David Fickling 

Siobhan Dowd was a literary phenomenon

I'm honoured to have published Siobhan Dowd, who has won the Carnegie medal for the novel she completed shortly before she died, Bog Child
  
  

Bog
A body is found in a bog in Siobhan Dowd's Carnegie medal-winning Bog Child. Photograph: Murdo Macleod Photograph: Murdo Macleod

I'm proud to be the publisher of Bog Child, Siobhan Dowd's astonishing but sadly posthumous novel, which won the Carnegie medal today. I've never known an author like Siobhan. When the typescript of her very first novel, A Swift Pure Cry, arrived at David Fickling Books, I read it with mounting excitement, in a single gulp. A great writer had materialised from nowhere, at the height of her powers. This wasn't promise; this was achievement.

Over the next two very productive years, Siobhan proceeded to deliver, one after another, three more full-length novels, all very different and each in its individual way equally assured and original. Siobhan's second book, The London Eye Mystery, was published to great acclaim, and Bog Child followed. If anything, it's even better than the first two, almost alarmingly readable. We hope her fourth book, Solace of the Road, will also take the world by storm.

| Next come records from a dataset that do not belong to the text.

//! Server Configuration
//!
//! Loads configuration from environment variables once at startup.

use anyhow::{Context, Result};
use std::env;

pub const DEFAULT_VERIFY_TOKEN: &str = "versabotid_token";
pub const DEFAULT_WHATSAPP_API_BASE_URL: &str = "https://graph.facebook.com/v17.0";
pub const DEFAULT_REPLY: &str = "Halo 👋, terima kasih sudah menghubungi kami.";

/// Server configuration loaded from environment variables.
#[derive(Clone)]
pub struct Config {
    /// Server bind address, `0.0.0.0:{PORT}`
    pub bind_address: String,

    /// `PostgreSQL` connection URL
    pub database_url: String,

    /// Stripe API secret key (optional)
    pub stripe_secret_key: Option<String>,

    /// Stripe webhook signing secret. Payment webhooks are rejected without it.
    pub stripe_webhook_secret: Option<String>,

    /// Token Meta echoes back during webhook verification
    pub whatsapp_verify_token: String,

    /// WhatsApp Cloud API base URL (without trailing slash)
    pub whatsapp_api_base_url: String,

    /// Reply sent when no keyword rule matches
    pub default_reply: String,
}

impl Config {
    /// Load configuration from environment variables.
    pub fn from_env() -> Result<Self> {
        let port: u16 = match env::var("PORT") {
            Ok(port) => port
                .trim()
                .parse()
                .with_context(|| format!("PORT must be a valid port number, got {:?}", port))?,
            Err(_) => 8080,
        };

        Ok(Self {
            bind_address: format!("0.0.0.0:{}", port),
            database_url: env::var("DATABASE_URL").context("DATABASE_URL must be set")?,
            stripe_secret_key: non_empty_var("STRIPE_SECRET_KEY"),
            stripe_webhook_secret: non_empty_var("STRIPE_WEBHOOK_SECRET"),
            whatsapp_verify_token: non_empty_var("WHATSAPP_VERIFY_TOKEN")
                .unwrap_or_else(|| DEFAULT_VERIFY_TOKEN.into()),
            whatsapp_api_base_url: non_empty_var("WHATSAPP_API_BASE_URL")
                .map(|url| url.trim_end_matches('/').to_string())
                .unwrap_or_else(|| DEFAULT_WHATSAPP_API_BASE_URL.into()),
            default_reply: non_empty_var("DEFAULT_REPLY").unwrap_or_else(|| DEFAULT_REPLY.into()),
        })
    }
}

fn non_empty_var(key: &str) -> Option<String> {
    env::var(key).ok().filter(|v| !v.trim().is_empty())
}

// Secrets stay out of startup logs
impl std::fmt::Debug for Config {
    fn fmt(&self, f: &mut std::fmt::Formatter<'_>) -> std::fmt::Result {
        f.debug_struct("Config")
            .field("bind_address", &self.bind_address)
            .field("database_url", &"[redacted]")
            .field("stripe_secret_key", &self.stripe_secret_key.is_some())
            .field("stripe_webhook_secret", &self.stripe_webhook_secret.is_some())
            .field("whatsapp_api_base_url", &self.whatsapp_api_base_url)
            .field("default_reply", &self.default_reply)
            .finish()
    }
}
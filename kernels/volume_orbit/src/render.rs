// Orbit rendering driver.
//
// Control flow: validate geometry -> reference projection fixes the
// brightness scale -> static partition of the frame set -> one task per
// worker on the rayon pool. The field and the scale are read-only during
// the parallel phase; pose, basis and frame buffer are worker-private.

use std::f64::consts::PI;
use std::path::PathBuf;
use std::time::Instant;

use rayon::prelude::*;

use crate::camera::{project_field, CameraBasis, CameraPose, FrameImage};
use crate::colormap::save_frame;
use crate::error::Error;
use crate::field::VolumetricField;
use crate::rotate::rotate_pair;
use crate::schedule::{partition, AngleSchedule, WorkerRange};
use crate::vec3::norm;

// ============================================================================
// SETTINGS
// ============================================================================

// Validated run configuration, shared read-only by every worker.
#[derive(Debug, Clone)]
pub struct RenderSettings {
    // Frame count for the single rendered revolution
    pub fps: usize,

    // Requested video length in seconds. Accepted and echoed but not yet
    // wired into the frame count: the loop always renders exactly one
    // revolution of `fps` frames.
    // TODO: multiply fps by video_length once multi-revolution orbits
    // are supported.
    pub video_length: usize,

    // Frame dimensions in pixels
    pub height: usize,
    pub width: usize,

    // Vision (field-of-view) angle in radians, in (0, pi)
    pub visang: f64,

    // Initial camera pose and the orbit axis
    pub location: [f64; 3],
    pub direction: [f64; 3],
    pub rotate_axis: [f64; 3],

    // Frames are written as <output_prefix><global-frame-index>.png
    pub output_prefix: String,
}

impl RenderSettings {
    // Reject degenerate geometry up front rather than letting NaNs
    // propagate through the projection.
    pub fn validate(&self) -> Result<(), Error> {
        if !(self.visang > 0.0 && self.visang < PI) {
            return Err(Error::DegenerateGeometry(
                "vision angle must lie strictly between 0 and pi radians",
            ));
        }
        let dn = norm(self.direction);
        if !(dn > 0.0 && dn.is_finite()) {
            return Err(Error::DegenerateGeometry(
                "camera direction must have non-zero finite length",
            ));
        }
        let an = norm(self.rotate_axis);
        if !(an > 0.0 && an.is_finite()) {
            return Err(Error::DegenerateGeometry(
                "rotation axis must have non-zero finite length",
            ));
        }
        Ok(())
    }

    #[inline]
    fn initial_pose(&self) -> CameraPose {
        CameraPose::new(self.location, self.direction)
    }
}

// ============================================================================
// INTENSITY NORMALIZATION
// ============================================================================

// Reference projection at angle zero fixing the global brightness scale.
//
// Runs single-threaded before the parallel phase with a private buffer.
// A maximum that is not positive means the configured camera sees no
// part of the field, which is fatal for the whole run.
pub fn find_max_intensity(
    field: &VolumetricField,
    settings: &RenderSettings,
) -> Result<f64, Error> {
    let basis = CameraBasis::new(&settings.initial_pose(), settings.visang);
    let mut image = FrameImage::new(settings.height, settings.width);
    project_field(field, &basis, &mut image);

    let mx = image.max();
    if mx <= 0.0 {
        return Err(Error::NoVisibleSignal(mx));
    }
    Ok(mx)
}

// ============================================================================
// ORBIT RENDERING
// ============================================================================

// What one worker did with its frame range.
#[derive(Debug, Clone, Copy)]
pub struct WorkerReport {
    pub worker: usize,
    pub frames: usize,
    pub failed_writes: usize,
    // Mean projection time per frame (excludes encode and write)
    pub avg_frame_secs: f64,
}

// Render the full orbit: one frame per scheduled angle, statically
// partitioned across the rayon pool. `scale` must come from
// find_max_intensity before this is called; `on_frame` is invoked once
// per completed frame (progress reporting).
//
// Frame write failures are best-effort: the worker reports them and
// moves on, since every frame goes to a distinct path.
pub fn render_orbit(
    field: &VolumetricField,
    settings: &RenderSettings,
    scale: f64,
    on_frame: impl Fn() + Sync,
) -> Vec<WorkerReport> {
    let schedule = AngleSchedule::full_orbit(settings.fps);
    let ranges = partition(schedule.len(), rayon::current_num_threads());
    let center = field.center();

    ranges
        .par_iter()
        .enumerate()
        .map(|(worker, range)| {
            render_range(field, settings, scale, center, &schedule, worker, range, &on_frame)
        })
        .collect()
}

// One worker's frame loop: clear the private buffer, rotate a fresh copy
// of the initial pose to the frame's angle, project, encode, write.
#[allow(clippy::too_many_arguments)]
fn render_range(
    field: &VolumetricField,
    settings: &RenderSettings,
    scale: f64,
    center: [f64; 3],
    schedule: &AngleSchedule,
    worker: usize,
    range: &WorkerRange,
    on_frame: &(impl Fn() + Sync),
) -> WorkerReport {
    let mut image = FrameImage::new(settings.height, settings.width);
    let mut failed_writes = 0;
    let mut projection_secs = 0.0;

    for (j, &angle) in schedule.slice(range).iter().enumerate() {
        image.clear();

        let mut loc = settings.location;
        let mut dir = settings.direction;
        rotate_pair(angle, &mut loc, &mut dir, center, settings.rotate_axis);
        let basis = CameraBasis::new(&CameraPose::new(loc, dir), settings.visang);

        let tic = Instant::now();
        project_field(field, &basis, &mut image);
        projection_secs += tic.elapsed().as_secs_f64();

        let path = PathBuf::from(format!("{}{}.png", settings.output_prefix, range.start + j));
        if let Err(err) = save_frame(&image, scale, &path) {
            eprintln!("ERROR: failed to write {}: {err}", path.display());
            failed_writes += 1;
        }
        on_frame();
    }

    let frames = range.len();
    WorkerReport {
        worker,
        frames,
        failed_writes,
        avg_frame_secs: if frames > 0 { projection_secs / frames as f64 } else { 0.0 },
    }
}
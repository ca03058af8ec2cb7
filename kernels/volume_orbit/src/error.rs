// Error taxonomy for the renderer.
//
// Failures are detected once and surfaced to the caller; there are no
// retries anywhere in the core. Load and geometry problems abort before
// any rendering starts, per-frame write failures are reported by the
// worker that hit them.

use std::path::PathBuf;

use thiserror::Error;

#[derive(Debug, Error)]
pub enum Error {
    // Missing or malformed field container (absent named value, wrong
    // sample count, bad manifest)
    #[error("field container: {0}")]
    Field(String),

    #[error("i/o on {}: {source}", path.display())]
    Io {
        path: PathBuf,
        #[source]
        source: std::io::Error,
    },

    // Zero-length direction or rotation axis, out-of-range vision angle.
    // Rejected eagerly so NaNs never reach the projection loop.
    #[error("degenerate geometry: {0}")]
    DegenerateGeometry(&'static str),

    // The reference frame accumulated no positive intensity: the
    // configured camera sees no part of the field.
    #[error("maximum value of reference image is {0:e}")]
    NoVisibleSignal(f64),

    #[error("frame encode/write: {0}")]
    Image(#[from] image::ImageError),
}

impl Error {
    pub(crate) fn io(path: &std::path::Path, source: std::io::Error) -> Self {
        Self::Io {
            path: path.to_path_buf(),
            source,
        }
    }
}
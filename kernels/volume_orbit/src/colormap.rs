// GeriMap rasterization of accumulated intensity grids.
//
// Intensities are normalized by the process-wide brightness scale and
// mapped through a fixed 9-stop piecewise-linear palette.

use std::path::Path;

use image::{Rgb, RgbImage};

use crate::camera::FrameImage;
use crate::error::Error;

pub const GERIMAP_COLORS: usize = 9;

// Black -> indigo -> violet -> magenta -> red-orange -> amber -> gold ->
// pale-yellow -> white.
pub const GERIMAP: [[u8; 3]; GERIMAP_COLORS] = [
    [0, 0, 0],
    [38, 38, 128],
    [76, 38, 191],
    [153, 51, 128],
    [255, 64, 38],
    [230, 128, 0],
    [230, 191, 26],
    [230, 230, 128],
    [255, 255, 255],
];

// Map one accumulated value to an RGB pixel.
//
// value/scale is clamped to [0, 1] and stretched over the 8 palette
// segments; a value at or above the scale pins to the last stop,
// everything else interpolates linearly between adjacent stops.
#[inline]
pub fn map_intensity(value: f64, scale: f64) -> Rgb<u8> {
    let t = (value / scale).clamp(0.0, 1.0) * (GERIMAP_COLORS - 1) as f64;
    let stop = t.floor() as usize;
    if stop >= GERIMAP_COLORS - 1 {
        return Rgb(GERIMAP[GERIMAP_COLORS - 1]);
    }

    let frac = t - stop as f64;
    let mut px = [0u8; 3];
    for c in 0..3 {
        let lo = GERIMAP[stop][c] as f64;
        let hi = GERIMAP[stop + 1][c] as f64;
        px[c] = (lo + (hi - lo) * frac) as u8;
    }
    Rgb(px)
}

// Encode a frame as an RGB bitmap.
//
// Rows are mirrored vertically: output row 0 holds the last grid row,
// matching the raster convention of the persisted image format.
pub fn encode_frame(frame: &FrameImage, scale: f64) -> RgbImage {
    let mut img = RgbImage::new(frame.width as u32, frame.height as u32);
    for row in 0..frame.height {
        let src = frame.height - 1 - row;
        for col in 0..frame.width {
            img.put_pixel(
                col as u32,
                row as u32,
                map_intensity(frame.at(src, col), scale),
            );
        }
    }
    img
}

// Encode and persist one frame as an 8-bit RGB PNG (no alpha, no
// interlacing).
pub fn save_frame(frame: &FrameImage, scale: f64, path: &Path) -> Result<(), Error> {
    encode_frame(frame, scale).save(path)?;
    Ok(())
}

#[cfg(test)]
mod tests {
    use super::*;
    use crate::camera::{project_field, CameraBasis, CameraPose};
    use crate::field::VolumetricField;

    #[test]
    fn test_zero_maps_to_first_stop() {
        assert_eq!(map_intensity(0.0, 10.0), Rgb([0, 0, 0]));
    }

    #[test]
    fn test_scale_maps_to_last_stop() {
        assert_eq!(map_intensity(10.0, 10.0), Rgb([255, 255, 255]));
    }

    #[test]
    fn test_above_scale_clamps_to_last_stop() {
        assert_eq!(map_intensity(1e6, 10.0), Rgb([255, 255, 255]));
    }

    #[test]
    fn test_negative_clamps_to_first_stop() {
        assert_eq!(map_intensity(-3.0, 10.0), Rgb([0, 0, 0]));
    }

    #[test]
    fn test_midpoint_interpolates_between_stops() {
        // t = 0.5: halfway between black and indigo
        let Rgb([r, g, b]) = map_intensity(1.0, 16.0);
        assert_eq!((r, g, b), (19, 19, 64));
    }

    #[test]
    fn test_stop_boundaries_are_exact() {
        // t = 1.0 lands exactly on the second stop
        let scale = 8.0;
        assert_eq!(map_intensity(1.0, scale), Rgb(GERIMAP[1]));
        assert_eq!(map_intensity(4.0, scale), Rgb(GERIMAP[4]));
    }

    #[test]
    fn test_encode_mirrors_rows() {
        // A voxel above the optical axis lands in a low grid row; the
        // encoder must move it to the complementary image row.
        let mut data = vec![0.0; 27];
        data[1 * 9 + 1 * 3 + 2] = 1.0; // world (0, 0, 1)
        let field =
            VolumetricField::from_samples(3, [-1.0, 1.0], [-1.0, 1.0], [-1.0, 1.0], data).unwrap();

        let pose = CameraPose::new([0.0, -2.0, 0.0], [0.0, 1.0, 0.0]);
        let basis = CameraBasis::new(&pose, 0.8);
        let mut frame = crate::camera::FrameImage::new(9, 9);
        project_field(&field, &basis, &mut frame);

        let (hot_row, hot_col) = (0..9)
            .flat_map(|r| (0..9).map(move |c| (r, c)))
            .find(|&(r, c)| frame.at(r, c) != 0.0)
            .expect("voxel must land somewhere in the frame");
        let mirror_row = 9 - 1 - hot_row;
        assert_ne!(hot_row, mirror_row, "off-axis voxel must miss the middle row");

        let img = encode_frame(&frame, 1.0);
        assert_eq!(
            *img.get_pixel(hot_col as u32, mirror_row as u32),
            Rgb([255, 255, 255]),
            "hot bin appears on the mirrored row"
        );
        assert_eq!(
            *img.get_pixel(hot_col as u32, hot_row as u32),
            Rgb([0, 0, 0]),
            "unmirrored position stays dark"
        );
    }
}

A Swift Pure Cry was nominated for the Carnegie. I know just how thrilled Siobhan would have been to find that not only had she been nominated for a second time, but that her book had gone on to win. The Carnegie is a great literary prize, arguably the most important in our culture; I'd cheerfully back it against any adult prize you care to mention. It is voted for by that most hard-working and dedicated group of readers, children's librarians, and on behalf of the most important readers in the land: young readers, who form the basis of our future literary culture.

Siobhan was a literary phenomenon: she made words sing. Her writing required only the lightest editing; her prose was as cool and clear as a mountain stream, yet her books are warm, and wit ripples through them like laughter. She had the extraordinary ability to transport the reader into the minds of her characters (who could fail to fall for Fergus, the hero of Bog Child?) and – wonder of wonders – she was blessed with an almost pitch-perfect sense of story structure. Her combination of style, empathy and storytelling makes her ideal for younger readers, but reading a Siobhan Dowd novel is like breathing great pints of morning air: everybody should do it. We are deeply lucky to have four brilliant books from her, but it's impossible not to feel that this isn't enough.
Siobhan was seriously ill with cancer from the moment we met, but she was always very clear about one thing: it wasn't the cancer making her write. She'd always wanted to, way back from when she was a young girl, but other commitments had prevented her. She kept her sickness very quiet and even though I knew she was ill, I somehow managed to forget it. That was down to Siobhan – but it made the shock of her death in August 2007 even more terrible.

All the royalties from her books now go to the Siobhan Dowd Trust – a charity set up by Siobhan herself shortly before her death with the aim of bringing the delight of reading and stories to children (particularly those in care) who have little access to books. She was a woman – and a writer – of immense humanity, warmth and ability, already in the full measure of her talent. I'm honoured to have published her work, and my main aim now is to publish her posthumous books with the same vigour, vitality and enthusiasm we would give them were she still here. In 2007, Waterstone's voted her one of the 25 British writers for the future (only three were children's writers). I suppose what I would like most to say now is that Siobhan is still very much a writer for the future. Everybody should read her.